**Entries supplied:**
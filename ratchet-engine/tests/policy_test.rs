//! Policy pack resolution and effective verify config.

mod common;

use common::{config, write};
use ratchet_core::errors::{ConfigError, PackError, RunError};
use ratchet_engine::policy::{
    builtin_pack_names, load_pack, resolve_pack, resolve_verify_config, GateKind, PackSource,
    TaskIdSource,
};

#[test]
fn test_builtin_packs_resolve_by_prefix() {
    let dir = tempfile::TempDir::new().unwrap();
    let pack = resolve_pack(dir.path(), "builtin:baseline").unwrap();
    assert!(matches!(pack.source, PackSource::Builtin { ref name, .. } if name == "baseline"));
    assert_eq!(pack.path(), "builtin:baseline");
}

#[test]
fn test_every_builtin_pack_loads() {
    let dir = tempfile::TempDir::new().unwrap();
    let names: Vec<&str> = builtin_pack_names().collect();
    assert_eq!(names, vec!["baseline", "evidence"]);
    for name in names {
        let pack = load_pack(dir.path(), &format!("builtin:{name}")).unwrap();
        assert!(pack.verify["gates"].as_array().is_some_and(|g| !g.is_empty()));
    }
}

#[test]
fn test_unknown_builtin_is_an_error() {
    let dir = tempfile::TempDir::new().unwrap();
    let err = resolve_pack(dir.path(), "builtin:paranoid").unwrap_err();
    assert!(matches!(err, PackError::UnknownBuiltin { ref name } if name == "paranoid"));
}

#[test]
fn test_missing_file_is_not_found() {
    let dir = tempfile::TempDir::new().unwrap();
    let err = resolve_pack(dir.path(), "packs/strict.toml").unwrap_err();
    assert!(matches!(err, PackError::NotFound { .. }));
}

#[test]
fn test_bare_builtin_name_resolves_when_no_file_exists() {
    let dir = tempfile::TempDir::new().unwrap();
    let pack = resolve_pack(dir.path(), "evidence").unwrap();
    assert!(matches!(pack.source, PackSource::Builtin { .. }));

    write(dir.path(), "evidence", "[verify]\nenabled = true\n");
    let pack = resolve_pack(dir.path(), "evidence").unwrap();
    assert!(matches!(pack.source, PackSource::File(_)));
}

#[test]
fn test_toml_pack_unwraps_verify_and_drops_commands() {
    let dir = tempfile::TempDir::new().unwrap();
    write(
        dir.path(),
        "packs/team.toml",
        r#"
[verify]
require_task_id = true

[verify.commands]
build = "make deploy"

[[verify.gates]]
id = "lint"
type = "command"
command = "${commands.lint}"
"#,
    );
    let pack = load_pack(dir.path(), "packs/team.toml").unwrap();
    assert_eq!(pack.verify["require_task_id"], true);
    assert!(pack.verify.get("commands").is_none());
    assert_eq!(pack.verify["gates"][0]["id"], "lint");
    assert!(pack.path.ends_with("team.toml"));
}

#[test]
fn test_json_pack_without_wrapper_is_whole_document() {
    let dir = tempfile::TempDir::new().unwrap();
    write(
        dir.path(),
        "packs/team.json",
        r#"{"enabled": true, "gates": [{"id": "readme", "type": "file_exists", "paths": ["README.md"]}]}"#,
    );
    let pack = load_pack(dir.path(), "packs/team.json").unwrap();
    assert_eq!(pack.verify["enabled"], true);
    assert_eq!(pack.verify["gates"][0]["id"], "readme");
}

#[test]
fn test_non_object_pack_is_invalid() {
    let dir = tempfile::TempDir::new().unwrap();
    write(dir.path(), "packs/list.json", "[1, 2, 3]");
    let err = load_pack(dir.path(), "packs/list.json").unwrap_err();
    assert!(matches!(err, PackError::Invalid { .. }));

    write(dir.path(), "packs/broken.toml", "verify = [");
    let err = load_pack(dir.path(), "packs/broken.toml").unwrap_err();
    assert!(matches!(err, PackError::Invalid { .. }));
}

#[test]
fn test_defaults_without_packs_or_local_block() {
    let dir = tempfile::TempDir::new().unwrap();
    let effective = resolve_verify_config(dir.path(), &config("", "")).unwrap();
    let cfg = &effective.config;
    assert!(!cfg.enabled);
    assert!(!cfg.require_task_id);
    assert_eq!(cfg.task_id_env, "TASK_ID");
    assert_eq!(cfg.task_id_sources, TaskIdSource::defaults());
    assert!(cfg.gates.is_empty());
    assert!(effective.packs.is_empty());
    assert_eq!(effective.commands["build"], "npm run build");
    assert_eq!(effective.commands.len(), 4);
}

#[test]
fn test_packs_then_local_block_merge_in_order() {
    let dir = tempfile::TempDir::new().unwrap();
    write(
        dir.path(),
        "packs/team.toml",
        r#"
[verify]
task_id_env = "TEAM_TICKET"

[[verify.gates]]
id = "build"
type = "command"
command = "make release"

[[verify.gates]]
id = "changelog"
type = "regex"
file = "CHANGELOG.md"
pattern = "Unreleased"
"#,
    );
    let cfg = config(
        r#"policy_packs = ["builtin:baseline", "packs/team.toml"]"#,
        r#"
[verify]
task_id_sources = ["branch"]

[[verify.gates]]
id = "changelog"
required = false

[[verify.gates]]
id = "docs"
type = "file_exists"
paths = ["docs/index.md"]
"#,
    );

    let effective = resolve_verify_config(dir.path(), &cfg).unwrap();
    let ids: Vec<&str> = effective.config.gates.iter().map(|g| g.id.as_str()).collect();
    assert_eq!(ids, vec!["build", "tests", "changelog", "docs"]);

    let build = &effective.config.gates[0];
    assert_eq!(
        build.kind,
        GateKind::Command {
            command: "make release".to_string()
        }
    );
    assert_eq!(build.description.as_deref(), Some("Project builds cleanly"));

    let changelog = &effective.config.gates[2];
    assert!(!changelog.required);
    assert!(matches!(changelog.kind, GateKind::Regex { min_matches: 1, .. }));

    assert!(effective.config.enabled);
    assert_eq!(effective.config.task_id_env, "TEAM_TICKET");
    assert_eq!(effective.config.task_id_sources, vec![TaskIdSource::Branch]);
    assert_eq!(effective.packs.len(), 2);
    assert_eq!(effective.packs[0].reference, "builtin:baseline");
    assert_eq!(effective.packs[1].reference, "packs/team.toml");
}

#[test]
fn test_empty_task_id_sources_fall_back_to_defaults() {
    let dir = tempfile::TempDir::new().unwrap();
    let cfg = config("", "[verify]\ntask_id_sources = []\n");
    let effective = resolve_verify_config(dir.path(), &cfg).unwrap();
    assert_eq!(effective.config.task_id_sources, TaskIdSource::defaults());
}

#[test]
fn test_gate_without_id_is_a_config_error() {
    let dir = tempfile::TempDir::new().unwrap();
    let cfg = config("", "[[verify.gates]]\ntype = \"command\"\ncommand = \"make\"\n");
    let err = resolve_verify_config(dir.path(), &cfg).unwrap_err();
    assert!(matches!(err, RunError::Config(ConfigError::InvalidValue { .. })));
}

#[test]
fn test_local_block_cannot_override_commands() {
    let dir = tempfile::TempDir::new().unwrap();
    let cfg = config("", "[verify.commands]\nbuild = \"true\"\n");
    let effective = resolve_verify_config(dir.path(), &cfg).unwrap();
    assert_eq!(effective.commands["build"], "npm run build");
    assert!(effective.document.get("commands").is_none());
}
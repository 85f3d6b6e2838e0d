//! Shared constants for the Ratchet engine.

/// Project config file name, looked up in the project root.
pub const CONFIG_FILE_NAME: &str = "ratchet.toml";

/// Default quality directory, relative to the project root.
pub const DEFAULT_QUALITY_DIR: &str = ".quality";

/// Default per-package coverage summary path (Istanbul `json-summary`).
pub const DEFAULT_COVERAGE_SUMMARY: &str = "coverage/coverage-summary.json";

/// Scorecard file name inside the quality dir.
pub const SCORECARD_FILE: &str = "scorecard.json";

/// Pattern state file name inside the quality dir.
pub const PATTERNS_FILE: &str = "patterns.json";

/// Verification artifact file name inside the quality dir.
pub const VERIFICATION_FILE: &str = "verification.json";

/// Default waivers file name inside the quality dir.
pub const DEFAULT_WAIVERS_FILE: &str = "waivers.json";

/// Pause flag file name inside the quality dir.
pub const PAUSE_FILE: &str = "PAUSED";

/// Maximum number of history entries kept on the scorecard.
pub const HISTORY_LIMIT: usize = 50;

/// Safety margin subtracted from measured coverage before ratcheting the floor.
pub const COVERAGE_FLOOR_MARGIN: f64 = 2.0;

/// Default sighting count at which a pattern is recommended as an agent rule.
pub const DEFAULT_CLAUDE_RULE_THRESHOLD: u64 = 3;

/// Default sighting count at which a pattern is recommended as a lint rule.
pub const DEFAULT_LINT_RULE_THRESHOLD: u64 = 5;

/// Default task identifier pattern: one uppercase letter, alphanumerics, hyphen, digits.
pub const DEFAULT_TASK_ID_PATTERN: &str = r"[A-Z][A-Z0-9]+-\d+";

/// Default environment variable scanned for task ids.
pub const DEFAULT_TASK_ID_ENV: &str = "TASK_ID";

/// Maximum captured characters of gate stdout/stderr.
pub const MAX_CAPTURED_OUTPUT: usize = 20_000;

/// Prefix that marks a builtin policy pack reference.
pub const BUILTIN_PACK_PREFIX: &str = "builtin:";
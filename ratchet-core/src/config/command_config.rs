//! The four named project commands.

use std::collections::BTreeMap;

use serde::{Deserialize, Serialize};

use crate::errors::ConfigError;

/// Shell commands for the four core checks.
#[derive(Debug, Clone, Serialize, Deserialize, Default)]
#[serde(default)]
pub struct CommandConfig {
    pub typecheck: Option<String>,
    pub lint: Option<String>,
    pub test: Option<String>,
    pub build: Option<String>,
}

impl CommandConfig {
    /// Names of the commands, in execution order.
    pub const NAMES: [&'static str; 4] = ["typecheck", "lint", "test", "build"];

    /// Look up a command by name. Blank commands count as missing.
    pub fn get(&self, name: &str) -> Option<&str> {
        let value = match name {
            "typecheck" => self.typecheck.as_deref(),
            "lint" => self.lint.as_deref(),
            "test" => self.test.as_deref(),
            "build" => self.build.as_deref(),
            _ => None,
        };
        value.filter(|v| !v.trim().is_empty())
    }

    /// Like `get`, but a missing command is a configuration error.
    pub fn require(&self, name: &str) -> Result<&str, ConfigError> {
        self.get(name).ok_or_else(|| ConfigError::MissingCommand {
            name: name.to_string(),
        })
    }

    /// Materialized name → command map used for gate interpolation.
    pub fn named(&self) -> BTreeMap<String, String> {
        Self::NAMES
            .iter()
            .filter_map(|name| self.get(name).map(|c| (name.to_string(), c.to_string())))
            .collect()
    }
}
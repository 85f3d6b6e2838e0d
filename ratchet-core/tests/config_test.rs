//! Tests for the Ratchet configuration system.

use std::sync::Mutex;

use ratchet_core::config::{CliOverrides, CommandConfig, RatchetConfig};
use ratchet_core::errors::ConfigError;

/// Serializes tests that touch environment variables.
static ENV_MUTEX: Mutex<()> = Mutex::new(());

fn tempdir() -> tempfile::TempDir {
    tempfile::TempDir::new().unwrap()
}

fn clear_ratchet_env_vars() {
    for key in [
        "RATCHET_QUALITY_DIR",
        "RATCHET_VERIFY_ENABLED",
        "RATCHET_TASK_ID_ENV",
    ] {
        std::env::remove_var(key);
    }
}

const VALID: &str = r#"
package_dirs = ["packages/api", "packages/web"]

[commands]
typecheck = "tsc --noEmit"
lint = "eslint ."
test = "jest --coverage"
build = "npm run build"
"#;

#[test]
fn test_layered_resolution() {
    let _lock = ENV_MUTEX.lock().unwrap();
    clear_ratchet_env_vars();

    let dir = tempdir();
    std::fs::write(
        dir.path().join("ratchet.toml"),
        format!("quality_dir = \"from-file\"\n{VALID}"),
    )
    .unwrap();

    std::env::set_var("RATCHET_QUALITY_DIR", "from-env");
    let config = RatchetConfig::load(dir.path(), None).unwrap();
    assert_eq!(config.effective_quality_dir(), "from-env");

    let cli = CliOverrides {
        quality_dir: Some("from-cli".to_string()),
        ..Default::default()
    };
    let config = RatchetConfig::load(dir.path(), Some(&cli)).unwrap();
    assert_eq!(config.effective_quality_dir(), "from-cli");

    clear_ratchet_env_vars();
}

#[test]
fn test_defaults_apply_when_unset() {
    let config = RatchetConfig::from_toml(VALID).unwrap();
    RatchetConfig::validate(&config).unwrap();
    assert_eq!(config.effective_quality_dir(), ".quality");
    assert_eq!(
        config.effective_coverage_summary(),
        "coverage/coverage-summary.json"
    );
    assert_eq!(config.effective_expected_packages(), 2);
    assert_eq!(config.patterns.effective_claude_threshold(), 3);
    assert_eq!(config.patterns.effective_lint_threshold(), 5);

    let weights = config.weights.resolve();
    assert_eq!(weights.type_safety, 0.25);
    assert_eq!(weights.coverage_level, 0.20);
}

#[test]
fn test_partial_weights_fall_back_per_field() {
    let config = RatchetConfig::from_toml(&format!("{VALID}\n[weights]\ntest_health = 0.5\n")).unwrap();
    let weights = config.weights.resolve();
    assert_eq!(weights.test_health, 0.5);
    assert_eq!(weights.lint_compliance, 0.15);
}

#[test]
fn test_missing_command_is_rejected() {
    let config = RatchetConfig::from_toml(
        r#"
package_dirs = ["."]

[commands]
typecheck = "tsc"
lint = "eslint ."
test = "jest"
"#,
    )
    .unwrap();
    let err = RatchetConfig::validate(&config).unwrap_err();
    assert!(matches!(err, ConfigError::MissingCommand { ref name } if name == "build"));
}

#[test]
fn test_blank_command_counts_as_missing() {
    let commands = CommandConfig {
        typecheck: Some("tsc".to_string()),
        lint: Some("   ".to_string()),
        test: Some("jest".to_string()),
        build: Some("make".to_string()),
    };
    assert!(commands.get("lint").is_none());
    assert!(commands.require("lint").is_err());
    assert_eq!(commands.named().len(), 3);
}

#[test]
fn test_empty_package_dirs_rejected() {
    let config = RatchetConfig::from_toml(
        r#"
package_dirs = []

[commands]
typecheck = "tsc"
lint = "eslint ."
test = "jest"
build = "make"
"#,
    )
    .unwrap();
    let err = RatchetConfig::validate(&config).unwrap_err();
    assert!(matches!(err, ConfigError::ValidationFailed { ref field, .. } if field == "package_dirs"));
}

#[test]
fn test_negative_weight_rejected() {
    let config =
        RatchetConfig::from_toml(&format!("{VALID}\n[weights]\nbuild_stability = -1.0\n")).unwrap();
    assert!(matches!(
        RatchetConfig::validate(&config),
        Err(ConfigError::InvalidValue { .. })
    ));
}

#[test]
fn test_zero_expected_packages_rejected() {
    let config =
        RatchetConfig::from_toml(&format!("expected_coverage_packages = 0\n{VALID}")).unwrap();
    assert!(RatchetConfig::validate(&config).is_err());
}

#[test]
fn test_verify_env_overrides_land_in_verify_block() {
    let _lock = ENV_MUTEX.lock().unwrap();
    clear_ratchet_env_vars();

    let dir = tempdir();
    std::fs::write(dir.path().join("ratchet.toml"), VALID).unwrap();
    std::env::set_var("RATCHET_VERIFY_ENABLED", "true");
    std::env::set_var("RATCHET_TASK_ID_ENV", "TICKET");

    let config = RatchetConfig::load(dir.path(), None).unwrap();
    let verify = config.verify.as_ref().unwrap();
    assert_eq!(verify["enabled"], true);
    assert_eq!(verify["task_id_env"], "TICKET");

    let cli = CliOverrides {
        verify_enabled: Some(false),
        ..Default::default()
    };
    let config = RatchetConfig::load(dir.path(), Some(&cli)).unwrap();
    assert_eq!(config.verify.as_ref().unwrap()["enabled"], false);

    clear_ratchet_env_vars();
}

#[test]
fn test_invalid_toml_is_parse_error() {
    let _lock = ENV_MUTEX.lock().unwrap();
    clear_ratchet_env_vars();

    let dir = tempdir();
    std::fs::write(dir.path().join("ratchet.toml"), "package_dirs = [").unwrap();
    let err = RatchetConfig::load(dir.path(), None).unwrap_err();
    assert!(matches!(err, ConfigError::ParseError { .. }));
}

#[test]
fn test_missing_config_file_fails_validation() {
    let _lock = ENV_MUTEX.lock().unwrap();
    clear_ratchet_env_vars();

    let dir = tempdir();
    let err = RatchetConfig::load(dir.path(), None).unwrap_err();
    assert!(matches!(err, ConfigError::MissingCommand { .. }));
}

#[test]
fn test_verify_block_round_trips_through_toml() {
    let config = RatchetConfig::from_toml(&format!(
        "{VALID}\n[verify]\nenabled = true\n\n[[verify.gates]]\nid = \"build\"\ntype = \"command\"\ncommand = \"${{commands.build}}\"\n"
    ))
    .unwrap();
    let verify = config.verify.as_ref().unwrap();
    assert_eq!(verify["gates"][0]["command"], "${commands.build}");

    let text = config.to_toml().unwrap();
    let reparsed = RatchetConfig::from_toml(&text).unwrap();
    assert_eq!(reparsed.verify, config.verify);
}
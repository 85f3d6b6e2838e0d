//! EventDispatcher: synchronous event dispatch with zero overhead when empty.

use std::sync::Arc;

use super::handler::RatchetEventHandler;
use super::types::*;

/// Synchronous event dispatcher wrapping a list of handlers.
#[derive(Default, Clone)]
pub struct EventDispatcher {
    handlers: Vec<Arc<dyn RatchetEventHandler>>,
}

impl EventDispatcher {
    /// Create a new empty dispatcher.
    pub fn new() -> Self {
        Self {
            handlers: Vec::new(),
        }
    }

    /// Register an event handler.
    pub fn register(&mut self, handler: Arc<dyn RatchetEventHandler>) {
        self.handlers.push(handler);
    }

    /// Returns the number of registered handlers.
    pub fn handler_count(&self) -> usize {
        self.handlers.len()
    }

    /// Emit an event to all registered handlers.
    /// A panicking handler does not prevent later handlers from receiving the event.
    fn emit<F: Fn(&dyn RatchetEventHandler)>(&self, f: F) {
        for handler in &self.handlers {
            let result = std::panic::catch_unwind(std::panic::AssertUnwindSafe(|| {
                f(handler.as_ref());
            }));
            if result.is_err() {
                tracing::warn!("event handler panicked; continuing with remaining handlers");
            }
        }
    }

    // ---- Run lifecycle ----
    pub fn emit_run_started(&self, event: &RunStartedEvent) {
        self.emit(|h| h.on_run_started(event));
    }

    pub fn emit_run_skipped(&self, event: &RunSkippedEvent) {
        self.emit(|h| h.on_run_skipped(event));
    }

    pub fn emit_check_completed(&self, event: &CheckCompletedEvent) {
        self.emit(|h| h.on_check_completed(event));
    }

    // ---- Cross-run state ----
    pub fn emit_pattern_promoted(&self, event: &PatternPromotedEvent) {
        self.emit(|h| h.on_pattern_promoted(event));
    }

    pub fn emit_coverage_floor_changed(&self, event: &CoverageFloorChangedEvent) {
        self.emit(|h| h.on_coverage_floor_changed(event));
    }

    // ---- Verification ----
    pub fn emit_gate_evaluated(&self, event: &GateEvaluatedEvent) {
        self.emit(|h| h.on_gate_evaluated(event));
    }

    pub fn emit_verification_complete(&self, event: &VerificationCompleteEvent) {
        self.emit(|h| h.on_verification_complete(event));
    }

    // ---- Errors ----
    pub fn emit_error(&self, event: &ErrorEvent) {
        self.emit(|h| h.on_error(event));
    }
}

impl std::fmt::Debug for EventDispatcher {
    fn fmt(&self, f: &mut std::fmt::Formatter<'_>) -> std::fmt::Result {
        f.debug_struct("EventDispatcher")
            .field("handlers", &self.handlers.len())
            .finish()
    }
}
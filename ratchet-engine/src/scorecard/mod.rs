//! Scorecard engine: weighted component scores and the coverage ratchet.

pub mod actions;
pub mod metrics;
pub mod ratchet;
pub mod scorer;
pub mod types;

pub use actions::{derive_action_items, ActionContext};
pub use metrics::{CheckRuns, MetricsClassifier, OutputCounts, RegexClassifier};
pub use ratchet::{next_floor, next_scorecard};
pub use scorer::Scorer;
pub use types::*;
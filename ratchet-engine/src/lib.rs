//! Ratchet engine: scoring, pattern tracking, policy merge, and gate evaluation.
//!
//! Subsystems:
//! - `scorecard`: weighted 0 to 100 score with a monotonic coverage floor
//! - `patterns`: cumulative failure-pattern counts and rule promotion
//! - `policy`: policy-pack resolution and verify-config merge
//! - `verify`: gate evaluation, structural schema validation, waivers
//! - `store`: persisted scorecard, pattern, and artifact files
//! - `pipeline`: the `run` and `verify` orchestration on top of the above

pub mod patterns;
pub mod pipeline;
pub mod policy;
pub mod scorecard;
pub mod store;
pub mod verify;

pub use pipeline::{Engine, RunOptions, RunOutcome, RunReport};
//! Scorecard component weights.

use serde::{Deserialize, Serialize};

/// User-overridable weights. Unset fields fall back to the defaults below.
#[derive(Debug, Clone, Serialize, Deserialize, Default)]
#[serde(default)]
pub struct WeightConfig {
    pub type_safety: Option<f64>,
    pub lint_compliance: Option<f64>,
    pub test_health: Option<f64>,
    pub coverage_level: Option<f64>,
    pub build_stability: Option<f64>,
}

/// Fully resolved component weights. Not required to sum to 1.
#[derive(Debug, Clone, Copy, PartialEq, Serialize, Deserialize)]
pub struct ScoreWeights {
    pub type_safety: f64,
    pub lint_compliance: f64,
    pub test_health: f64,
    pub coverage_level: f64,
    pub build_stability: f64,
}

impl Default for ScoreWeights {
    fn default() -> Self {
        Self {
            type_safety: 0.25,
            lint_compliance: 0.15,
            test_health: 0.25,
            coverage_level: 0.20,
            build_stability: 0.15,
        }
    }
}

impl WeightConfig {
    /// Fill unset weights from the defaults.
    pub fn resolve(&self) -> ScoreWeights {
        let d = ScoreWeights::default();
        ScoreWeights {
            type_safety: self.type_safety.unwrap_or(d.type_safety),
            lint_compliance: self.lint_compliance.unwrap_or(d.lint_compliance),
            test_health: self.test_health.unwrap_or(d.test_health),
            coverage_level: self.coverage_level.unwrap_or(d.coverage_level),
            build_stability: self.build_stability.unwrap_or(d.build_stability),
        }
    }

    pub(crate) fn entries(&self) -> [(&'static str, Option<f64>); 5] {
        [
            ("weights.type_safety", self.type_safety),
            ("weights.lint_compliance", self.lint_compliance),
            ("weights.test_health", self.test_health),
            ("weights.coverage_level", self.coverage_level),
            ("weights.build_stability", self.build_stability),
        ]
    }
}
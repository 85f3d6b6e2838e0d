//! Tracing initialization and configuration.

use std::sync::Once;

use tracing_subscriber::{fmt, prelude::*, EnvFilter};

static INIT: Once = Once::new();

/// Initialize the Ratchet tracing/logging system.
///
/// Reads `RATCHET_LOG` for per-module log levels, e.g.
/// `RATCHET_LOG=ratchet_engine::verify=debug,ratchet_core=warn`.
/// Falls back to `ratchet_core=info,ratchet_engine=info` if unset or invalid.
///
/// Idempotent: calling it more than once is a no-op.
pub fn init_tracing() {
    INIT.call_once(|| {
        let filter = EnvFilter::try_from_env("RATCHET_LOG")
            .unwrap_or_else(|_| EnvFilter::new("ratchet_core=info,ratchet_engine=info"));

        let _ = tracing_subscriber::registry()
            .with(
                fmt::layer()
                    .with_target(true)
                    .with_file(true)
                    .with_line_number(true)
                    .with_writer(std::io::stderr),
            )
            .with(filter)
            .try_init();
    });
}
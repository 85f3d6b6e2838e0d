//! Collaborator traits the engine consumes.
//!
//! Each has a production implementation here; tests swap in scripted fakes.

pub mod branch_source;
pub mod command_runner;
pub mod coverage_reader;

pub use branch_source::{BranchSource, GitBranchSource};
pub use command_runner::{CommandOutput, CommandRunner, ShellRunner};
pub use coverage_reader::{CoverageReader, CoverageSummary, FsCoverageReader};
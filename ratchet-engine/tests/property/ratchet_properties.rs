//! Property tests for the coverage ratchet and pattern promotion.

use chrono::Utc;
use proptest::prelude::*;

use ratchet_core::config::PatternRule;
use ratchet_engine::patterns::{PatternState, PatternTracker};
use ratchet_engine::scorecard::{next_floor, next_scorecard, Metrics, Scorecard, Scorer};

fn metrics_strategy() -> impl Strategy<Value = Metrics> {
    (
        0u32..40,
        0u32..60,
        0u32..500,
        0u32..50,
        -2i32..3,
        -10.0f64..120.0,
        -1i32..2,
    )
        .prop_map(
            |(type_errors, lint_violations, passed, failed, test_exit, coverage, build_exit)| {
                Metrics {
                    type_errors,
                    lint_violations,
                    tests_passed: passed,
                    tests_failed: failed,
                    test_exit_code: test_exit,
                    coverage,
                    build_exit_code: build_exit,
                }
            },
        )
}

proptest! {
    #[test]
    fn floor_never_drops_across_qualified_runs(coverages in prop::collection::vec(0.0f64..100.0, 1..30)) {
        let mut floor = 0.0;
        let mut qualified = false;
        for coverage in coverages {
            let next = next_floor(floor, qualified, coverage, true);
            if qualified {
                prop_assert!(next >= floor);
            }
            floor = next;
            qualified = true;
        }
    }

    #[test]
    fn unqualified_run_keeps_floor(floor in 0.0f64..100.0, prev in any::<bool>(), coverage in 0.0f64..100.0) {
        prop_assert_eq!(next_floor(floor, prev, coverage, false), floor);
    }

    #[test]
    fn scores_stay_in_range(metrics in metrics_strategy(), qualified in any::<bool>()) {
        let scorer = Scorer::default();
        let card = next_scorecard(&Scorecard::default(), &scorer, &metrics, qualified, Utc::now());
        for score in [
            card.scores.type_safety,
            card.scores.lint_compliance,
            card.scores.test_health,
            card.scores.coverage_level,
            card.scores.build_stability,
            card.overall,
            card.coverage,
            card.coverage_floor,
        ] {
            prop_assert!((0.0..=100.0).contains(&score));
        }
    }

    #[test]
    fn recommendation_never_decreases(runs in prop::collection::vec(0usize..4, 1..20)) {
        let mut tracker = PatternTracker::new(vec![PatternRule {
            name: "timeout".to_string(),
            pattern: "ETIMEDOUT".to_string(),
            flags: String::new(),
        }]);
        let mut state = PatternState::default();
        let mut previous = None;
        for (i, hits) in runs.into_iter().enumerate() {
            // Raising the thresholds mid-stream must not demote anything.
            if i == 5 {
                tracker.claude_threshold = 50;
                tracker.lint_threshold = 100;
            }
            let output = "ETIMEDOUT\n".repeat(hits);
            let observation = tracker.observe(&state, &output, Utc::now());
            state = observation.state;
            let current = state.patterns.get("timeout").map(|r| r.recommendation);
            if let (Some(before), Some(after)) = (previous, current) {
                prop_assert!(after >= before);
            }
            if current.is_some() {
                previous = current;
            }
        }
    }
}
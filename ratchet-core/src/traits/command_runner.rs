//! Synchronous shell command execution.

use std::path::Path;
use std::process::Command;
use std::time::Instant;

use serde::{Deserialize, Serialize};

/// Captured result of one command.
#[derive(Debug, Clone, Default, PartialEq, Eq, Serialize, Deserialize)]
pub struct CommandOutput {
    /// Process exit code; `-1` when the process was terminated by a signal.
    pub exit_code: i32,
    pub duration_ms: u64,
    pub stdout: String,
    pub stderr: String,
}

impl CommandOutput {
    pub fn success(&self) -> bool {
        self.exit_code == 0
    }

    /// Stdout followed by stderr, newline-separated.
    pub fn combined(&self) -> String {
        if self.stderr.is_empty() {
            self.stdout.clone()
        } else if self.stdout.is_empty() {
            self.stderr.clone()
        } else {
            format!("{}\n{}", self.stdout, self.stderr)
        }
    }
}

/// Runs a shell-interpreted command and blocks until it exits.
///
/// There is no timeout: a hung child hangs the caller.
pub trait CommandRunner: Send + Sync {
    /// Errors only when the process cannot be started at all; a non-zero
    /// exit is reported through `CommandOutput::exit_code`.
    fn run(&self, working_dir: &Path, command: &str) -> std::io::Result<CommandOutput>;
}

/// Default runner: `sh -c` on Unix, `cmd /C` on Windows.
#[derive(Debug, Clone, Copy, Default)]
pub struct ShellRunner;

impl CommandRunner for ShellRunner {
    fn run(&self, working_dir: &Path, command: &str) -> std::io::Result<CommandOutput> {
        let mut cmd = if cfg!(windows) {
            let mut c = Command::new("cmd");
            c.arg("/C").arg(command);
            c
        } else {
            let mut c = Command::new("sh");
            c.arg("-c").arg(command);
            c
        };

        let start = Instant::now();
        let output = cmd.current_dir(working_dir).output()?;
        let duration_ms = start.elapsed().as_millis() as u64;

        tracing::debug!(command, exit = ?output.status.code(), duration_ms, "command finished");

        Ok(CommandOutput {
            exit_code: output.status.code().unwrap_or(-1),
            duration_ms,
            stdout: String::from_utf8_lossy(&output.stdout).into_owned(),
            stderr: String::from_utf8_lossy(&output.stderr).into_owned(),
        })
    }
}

**Work instructions:** Could you copy each line of the material that holds "false"?

**Problem solution:**
required = false
        verify_enabled: Some(false),
    assert_eq!(config.verify.as_ref().unwrap()["enabled"], false);
        let mut qualified = false;
        prop_assert_eq!(next_floor(floor, prev, coverage, false), floor);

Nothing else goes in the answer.